**Requirement:** In exact form, set down only those lines of the material that run from its first line to the line with "pub(crate) struct CoverRow", inclusive.

**Data provided:**
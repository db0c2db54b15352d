use serde::Serialize;

/// Where a song's extracted cover art lives, by content hash.
#[derive(Debug, Clone, PartialEq, Eq, Serialize)]
pub struct CoverEntry {
    /// Absolute path of the song the cover was extracted from.
    pub file_path: String,
    pub hash: String,
    /// Image file extension, including the leading dot.
    pub ext: String,
}

#[derive(Debug, Clone, sqlx::FromRow)]
pub(crate) struct CoverRow {
    pub(crate) row_id: i64,
    pub(crate) list_root: String,
    pub(crate) file_path: String,
    pub(crate) hash: String,
    pub(crate) ext: String,
}

impl CoverRow {
    pub(crate) fn into_entry(self, file_path: String) -> CoverEntry {
        CoverEntry { file_path, hash: self.hash, ext: self.ext }
    }
}
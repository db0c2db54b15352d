//! Layered configuration.
//!
//! Values are read from, in increasing priority:
//! 1. built-in defaults,
//! 2. a config file (TOML, YAML or JSON, chosen by extension),
//! 3. `FRKB_`-prefixed environment variables, with `__` separating nested
//!    keys (`FRKB_CACHE__LOOSE_ROOT_LIMIT=50`).

pub mod error;

use directories::ProjectDirs;
use exn::{OptionExt, ResultExt};
use figment::Figment;
use figment::providers::{Env, Format, Json, Serialized, Toml, Yaml};
use frkb_cache::CacheOptions;
use serde::{Deserialize, Serialize};
use std::ffi::OsStr;
use std::path::{Path, PathBuf};

use crate::error::{ErrorKind, Result};

pub const ENV_PREFIX: &str = "FRKB_";
const DATABASE_FILE: &str = "cache.db";
const CONFIG_FILE: &str = "config.toml";

#[derive(Debug, Clone, PartialEq, Serialize, Deserialize)]
#[serde(default)]
pub struct Config {
    /// SQLite database file. Defaults to the platform data directory.
    pub database: Option<PathBuf>,
    /// Directory containing the database and library trees; roots under it
    /// are keyed relative to it.
    pub library_root: Option<String>,
    /// Default `tracing` filter when `RUST_LOG` is not set.
    pub log_level: String,
    pub cache: CacheOptions,
}

impl Default for Config {
    fn default() -> Self {
        Self {
            database: None,
            library_root: None,
            log_level: "info".to_string(),
            cache: CacheOptions::default(),
        }
    }
}

impl Config {
    /// Load the configuration. With no explicit `path`, the platform config
    /// file is used if one exists.
    pub fn load(path: Option<&Path>) -> Result<Self> {
        let file = match path {
            Some(path) => {
                if !path.is_file() {
                    exn::bail!(ErrorKind::NotFound(path.to_path_buf()));
                }
                Some(path.to_path_buf())
            },
            None => Self::default_path().ok().filter(|p| p.is_file()),
        };
        tracing::debug!(file = ?file, "Loading configuration");
        Self::extract(Self::figment(file.as_deref(), Env::prefixed(ENV_PREFIX))?)
    }

    fn figment(file: Option<&Path>, env: Env) -> Result<Figment> {
        let mut figment = Figment::from(Serialized::defaults(Self::default()));
        if let Some(file) = file {
            figment = with_file(figment, file)?;
        }
        Ok(figment.merge(env.split("__")))
    }

    fn extract(figment: Figment) -> Result<Self> {
        figment.extract().or_raise(|| ErrorKind::Invalid)
    }

    /// `config.toml` in the platform configuration directory.
    pub fn default_path() -> Result<PathBuf> {
        Ok(project_dirs()?.config_dir().join(CONFIG_FILE))
    }

    /// The configured database file, or `cache.db` in the platform data
    /// directory.
    pub fn database_path(&self) -> Result<PathBuf> {
        match &self.database {
            Some(path) => Ok(path.clone()),
            None => Ok(project_dirs()?.data_dir().join(DATABASE_FILE)),
        }
    }
}

fn project_dirs() -> Result<ProjectDirs> {
    ProjectDirs::from("", "", "frkb").ok_or_raise(|| ErrorKind::NoConfigDir)
}

fn with_file(figment: Figment, path: &Path) -> Result<Figment> {
    let extension = path.extension().and_then(OsStr::to_str).map(str::to_ascii_lowercase);
    Ok(match extension.as_deref() {
        Some("toml") => figment.merge(Toml::file(path)),
        Some("yaml" | "yml") => figment.merge(Yaml::file(path)),
        Some("json") => figment.merge(Json::file(path)),
        _ => exn::bail!(ErrorKind::UnsupportedFormat(path.to_path_buf())),
    })
}
//! Platform path conventions applied to plain strings.
//!
//! Cache keys are strings that were written by whatever platform the library
//! lived on, so the rules for splitting, joining and comparing them cannot
//! depend on the host's [`std::path`] implementation. Every function here is
//! parameterised by a [`PathStyle`] instead.

use serde::{Deserialize, Serialize};

/// Path convention used when building and comparing cache keys.
#[derive(Debug, Clone, Copy, PartialEq, Eq, Hash, Serialize, Deserialize)]
#[serde(rename_all = "lowercase")]
pub enum PathStyle {
    /// `/` separated, case-sensitive.
    Posix,
    /// `\` separated (`/` accepted on input), case-insensitive.
    Windows,
}

impl Default for PathStyle {
    fn default() -> Self {
        Self::host()
    }
}

/// A path split into its root prefix and normal segments.
#[derive(Debug, Clone, PartialEq, Eq)]
pub(crate) struct Parsed<'a> {
    /// Root prefix: `""` (relative), `"/"`, `"C:"` or `"\\\\"` (UNC).
    pub(crate) prefix: &'a str,
    pub(crate) segments: Vec<&'a str>,
}

impl Parsed<'_> {
    pub(crate) fn is_absolute(&self) -> bool {
        !self.prefix.is_empty()
    }
}

impl PathStyle {
    /// The convention of the platform this binary was compiled for.
    pub const fn host() -> Self {
        if cfg!(windows) { Self::Windows } else { Self::Posix }
    }

    pub const fn separator(self) -> char {
        match self {
            Self::Posix => '/',
            Self::Windows => '\\',
        }
    }

    /// Whether two paths differing only in letter case name the same file.
    pub const fn folds_case(self) -> bool {
        matches!(self, Self::Windows)
    }

    fn is_separator(self, c: char) -> bool {
        match self {
            Self::Posix => c == '/',
            Self::Windows => c == '/' || c == '\\',
        }
    }

    pub(crate) fn parse(self, path: &str) -> Parsed<'_> {
        let (prefix, rest) = match self {
            Self::Posix => match path.strip_prefix('/') {
                Some(rest) => ("/", rest),
                None => ("", path),
            },
            Self::Windows => {
                let bytes = path.as_bytes();
                if bytes.len() >= 2 && self.is_separator(bytes[0] as char) && self.is_separator(bytes[1] as char) {
                    ("\\\\", &path[2..])
                } else if bytes.len() >= 3
                    && bytes[0].is_ascii_alphabetic()
                    && bytes[1] == b':'
                    && self.is_separator(bytes[2] as char)
                {
                    (&path[..2], &path[3..])
                } else if bytes.len() == 2 && bytes[0].is_ascii_alphabetic() && bytes[1] == b':' {
                    (&path[..2], "")
                } else {
                    ("", path)
                }
            },
        };
        let mut segments: Vec<&str> = Vec::new();
        for segment in rest.split(|c| self.is_separator(c)) {
            match segment {
                "" | "." => {},
                ".." => match segments.last() {
                    Some(&last) if last != ".." => {
                        segments.pop();
                    },
                    // Can't climb above a root.
                    _ if !prefix.is_empty() => {},
                    _ => segments.push(".."),
                },
                normal => segments.push(normal),
            }
        }
        Parsed { prefix, segments }
    }

    pub(crate) fn render(self, prefix: &str, segments: &[&str]) -> String {
        let sep = self.separator();
        let mut out = String::with_capacity(prefix.len() + segments.iter().map(|s| s.len() + 1).sum::<usize>());
        match prefix {
            "" => {},
            "/" | "\\\\" => out.push_str(prefix),
            drive => {
                out.push_str(drive);
                out.push(sep);
            },
        }
        for (i, segment) in segments.iter().enumerate() {
            if i > 0 {
                out.push(sep);
            }
            out.push_str(segment);
        }
        out
    }

    pub(crate) fn fold(self, path: String) -> String {
        match self.folds_case() {
            true => path.to_lowercase(),
            false => path,
        }
    }

    /// Whether `path` is absolute under this convention.
    ///
    /// ```
    /// use frkb_paths::PathStyle;
    /// assert!(PathStyle::Posix.is_absolute("/music/library"));
    /// assert!(!PathStyle::Posix.is_absolute("C:\\music"));
    /// assert!(PathStyle::Windows.is_absolute("C:\\music"));
    /// assert!(PathStyle::Windows.is_absolute("\\\\nas\\share"));
    /// assert!(!PathStyle::Windows.is_absolute("library\\A"));
    /// ```
    pub fn is_absolute(self, path: &str) -> bool {
        self.parse(path).is_absolute()
    }

    /// Separator unification, `.`/`..` resolution and trailing-separator trim,
    /// without changing letter case.
    pub fn unify(self, path: &str) -> String {
        let parsed = self.parse(path.trim());
        self.render(parsed.prefix, &parsed.segments)
    }

    /// Canonical form of a path: [`unify`](Self::unify) plus lowercasing on
    /// case-insensitive platforms.
    ///
    /// ```
    /// use frkb_paths::PathStyle;
    /// assert_eq!(PathStyle::Windows.normalize("C:/Music//Library/A/"), "c:\\music\\library\\a");
    /// assert_eq!(PathStyle::Posix.normalize("/Music/./Library/A/"), "/Music/Library/A");
    /// ```
    pub fn normalize(self, path: &str) -> String {
        self.fold(self.unify(path))
    }

    /// Case- and separator-insensitive comparison form. Must agree with the
    /// SQL expression `lower(replace(col, '/', '\'))`, and SQLite's `lower()`
    /// only folds ASCII.
    pub fn loose(path: &str) -> String {
        path.to_ascii_lowercase().replace('/', "\\")
    }

    /// Join a relative path onto a base, normalizing separators but keeping case.
    pub fn join(self, base: &str, relative: &str) -> String {
        let base = self.parse(base);
        let relative = self.parse(relative);
        if relative.is_absolute() {
            return self.render(relative.prefix, &relative.segments);
        }
        let mut segments = base.segments.clone();
        for segment in relative.segments {
            match segment {
                ".." if segments.last().is_some_and(|last| *last != "..") => {
                    segments.pop();
                },
                ".." if base.is_absolute() => {},
                other => segments.push(other),
            }
        }
        self.render(base.prefix, &segments)
    }

    /// The remainder of `path` below `base`, in `path`'s original case, or
    /// `None` if `path` is not strictly inside `base`.
    ///
    /// ```
    /// use frkb_paths::PathStyle;
    /// assert_eq!(PathStyle::Windows.strip_base("C:\\DB", "c:/db/Library/A").as_deref(), Some("Library\\A"));
    /// assert_eq!(PathStyle::Posix.strip_base("/db", "/db"), None);
    /// assert_eq!(PathStyle::Posix.strip_base("/db", "/dbx/a"), None);
    /// ```
    pub fn strip_base(self, base: &str, path: &str) -> Option<String> {
        let base = self.parse(base.trim());
        let path = self.parse(path.trim());
        let same_prefix = match self.folds_case() {
            true => base.prefix.eq_ignore_ascii_case(path.prefix),
            false => base.prefix == path.prefix,
        };
        if !same_prefix || path.segments.len() <= base.segments.len() {
            return None;
        }
        let matches = base.segments.iter().zip(&path.segments).all(|(b, p)| match self.folds_case() {
            true => b.to_lowercase() == p.to_lowercase(),
            false => b == p,
        });
        match matches {
            true => Some(self.render("", &path.segments[base.segments.len()..])),
            false => None,
        }
    }
}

**Solution:**
repository db0c2db54b15352d
use serde::Serialize;

/// Where a song's extracted cover art lives, by content hash.
#[derive(Debug, Clone, PartialEq, Eq, Serialize)]
pub struct CoverEntry {
    /// Absolute path of the song the cover was extracted from.
    pub file_path: String,
    pub hash: String,
    /// Image file extension, including the leading dot.
    pub ext: String,
}

#[derive(Debug, Clone, sqlx::FromRow)]
pub(crate) struct CoverRow {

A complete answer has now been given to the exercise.